TASK DESCRIPTION -> Copy out each line of the data that holds the string "SignatureRole".

INFORMATION PROVIDED ->
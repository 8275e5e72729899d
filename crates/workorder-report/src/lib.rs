//! Work order report generation
//!
//! The pipeline runs in fixed stages:
//! 1. Estimate line counts and plan pages ([`plan`])
//! 2. Render each planned page to a [`Surface`] ([`render_page`])
//! 3. Capture surfaces one by one and assemble the PDF ([`assemble`])

mod assemble;
mod capture;
mod constants;
mod fonts;
pub mod layout;
mod options;
mod pipeline;
pub mod render;
mod stats;
mod types;

pub use assemble::{AssembledReport, assemble, assemble_sync, assemble_with, save_report};
pub use capture::{CapturedPage, RasterCapturer, SurfaceCapturer};
pub use constants::*;
pub use fonts::{FontFace, FontSet};
pub use layout::{PageDescriptor, PagePlan, plan};
pub use options::*;
pub use pipeline::{generate_report, report_file_name};
pub use render::{Surface, render_page, render_plan};
pub use stats::{PlanSummary, summarize};
pub use types::*;
use super::surface::{FontStyle, Surface, SurfaceBuilder};
use super::wrap::wrap_text;
use crate::constants::{HELVETICA_CHAR_WIDTH_RATIO, SIGNATURE_BOX_HEIGHT};
use crate::layout::Rect;
use crate::options::ReportOptions;
use workorder_core::{ContentField, LineItem, SignatureRole, WorkOrder};

const SIGNATURE_GAP: f32 = 18.0;
const SIGNATURE_PADDING: f32 = 4.0;

// Product table columns as fractions of the content width
const QUANTITY_COLUMN: f32 = 0.50;
const SERIAL_COLUMN: f32 = 0.60;

pub(super) fn render(
    order: &WorkOrder,
    fields: &[ContentField],
    header: bool,
    signatures: bool,
    numbering: (usize, usize),
    options: &ReportOptions,
) -> Surface {
    let mut b = SurfaceBuilder::new(options, numbering);

    if header {
        render_header(&mut b, order);
    }

    for field in fields {
        match field {
            ContentField::Products => render_products(&mut b, order.line_items()),
            field => render_free_text(&mut b, field.title(), order.text(*field)),
        }
    }

    if signatures {
        render_signatures(&mut b, order);
    }

    b.finish()
}

fn render_header(b: &mut SurfaceBuilder, order: &WorkOrder) {
    let title = b.options().title.clone();
    let title_size = b.options().title_font_size_pt;
    let size = b.options().body_font_size_pt;

    b.line(title, title_size, FontStyle::Bold);
    b.gap(size * 0.5);

    let value_x = b.left() + b.content_width() * 0.25;
    let rows = [
        (
            "Date / time",
            order.date_time().format("%Y-%m-%d %H:%M").to_string(),
        ),
        ("Service unit", order.service_unit().to_string()),
        ("Contact person", order.contact_person().to_string()),
        ("Phone", order.contact_phone().to_string()),
    ];
    for (label, value) in rows {
        b.text_at(value_x, value, size, FontStyle::Regular);
        b.line(label, size, FontStyle::Bold);
    }
    b.gap(size * 0.5);
    b.rule();
}

fn render_free_text(b: &mut SurfaceBuilder, title: &str, text: &str) {
    let size = b.options().body_font_size_pt;
    let width = b.options().limits.avg_chars_per_line;

    b.heading(title);
    let lines = wrap_text(text, width);
    if lines.is_empty() {
        b.advance(size);
    }
    for line in lines {
        b.line(line, size, FontStyle::Regular);
    }
}

fn render_products(b: &mut SurfaceBuilder, items: &[LineItem]) {
    let size = b.options().body_font_size_pt;
    let quantity_x = b.left() + b.content_width() * QUANTITY_COLUMN;
    let serial_x = b.left() + b.content_width() * SERIAL_COLUMN;
    let name_chars = column_chars(b.content_width() * QUANTITY_COLUMN, size);

    b.heading(ContentField::Products.title());
    b.text_at(quantity_x, "Qty", size, FontStyle::Bold);
    b.text_at(serial_x, "Serial number", size, FontStyle::Bold);
    b.line("Product", size, FontStyle::Bold);
    b.rule();

    let mut any = false;
    for item in items.iter().filter(|item| !item.is_blank()) {
        any = true;
        for (unit, serial) in item.serial_numbers().iter().enumerate() {
            if unit == 0 {
                b.text_at(quantity_x, item.quantity().to_string(), size, FontStyle::Regular);
                b.text_at(b.left(), truncate(item.name(), name_chars), size, FontStyle::Regular);
            }
            b.text_at(serial_x, format!("{}. {}", unit + 1, serial), size, FontStyle::Regular);
            b.advance(size);
        }
    }
    if !any {
        b.advance(size);
    }
}

fn render_signatures(b: &mut SurfaceBuilder, order: &WorkOrder) {
    let size = b.options().body_font_size_pt;
    let box_width = (b.content_width() - SIGNATURE_GAP) / 2.0;
    let left = b.left();

    b.heading("Signatures");
    let roles = [SignatureRole::Customer, SignatureRole::Technician];
    for (i, role) in roles.iter().enumerate() {
        let x = left + i as f32 * (box_width + SIGNATURE_GAP);
        b.text_at(x, format!("{} signature", role.label()), size, FontStyle::Regular);
    }
    b.advance(size);

    let top = b.cursor();
    for (i, role) in roles.into_iter().enumerate() {
        let frame = Rect::new(
            left + i as f32 * (box_width + SIGNATURE_GAP),
            top,
            box_width,
            SIGNATURE_BOX_HEIGHT,
        );
        b.frame(frame);
        if let Some(signature) = order.signature(role) {
            b.image(
                frame.inset(SIGNATURE_PADDING),
                format!("{} signature", role.label()),
                Some(signature.data.clone()),
            );
        }
    }
    b.gap(SIGNATURE_BOX_HEIGHT);
}

/// Characters of body text that fit in `width` points.
fn column_chars(width: f32, size: f32) -> usize {
    ((width / (size * HELVETICA_CHAR_WIDTH_RATIO)) as usize).max(1)
}

fn truncate(text: &str, max_chars: usize) -> String {
    if text.chars().count() <= max_chars {
        text.to_string()
    } else {
        let mut out: String = text.chars().take(max_chars.saturating_sub(1)).collect();
        out.push('…');
        out
    }
}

RESPONSE AREA ->
use workorder_core::{ContentField, LineItem, SignatureRole, WorkOrder};
    let roles = [SignatureRole::Customer, SignatureRole::Technician];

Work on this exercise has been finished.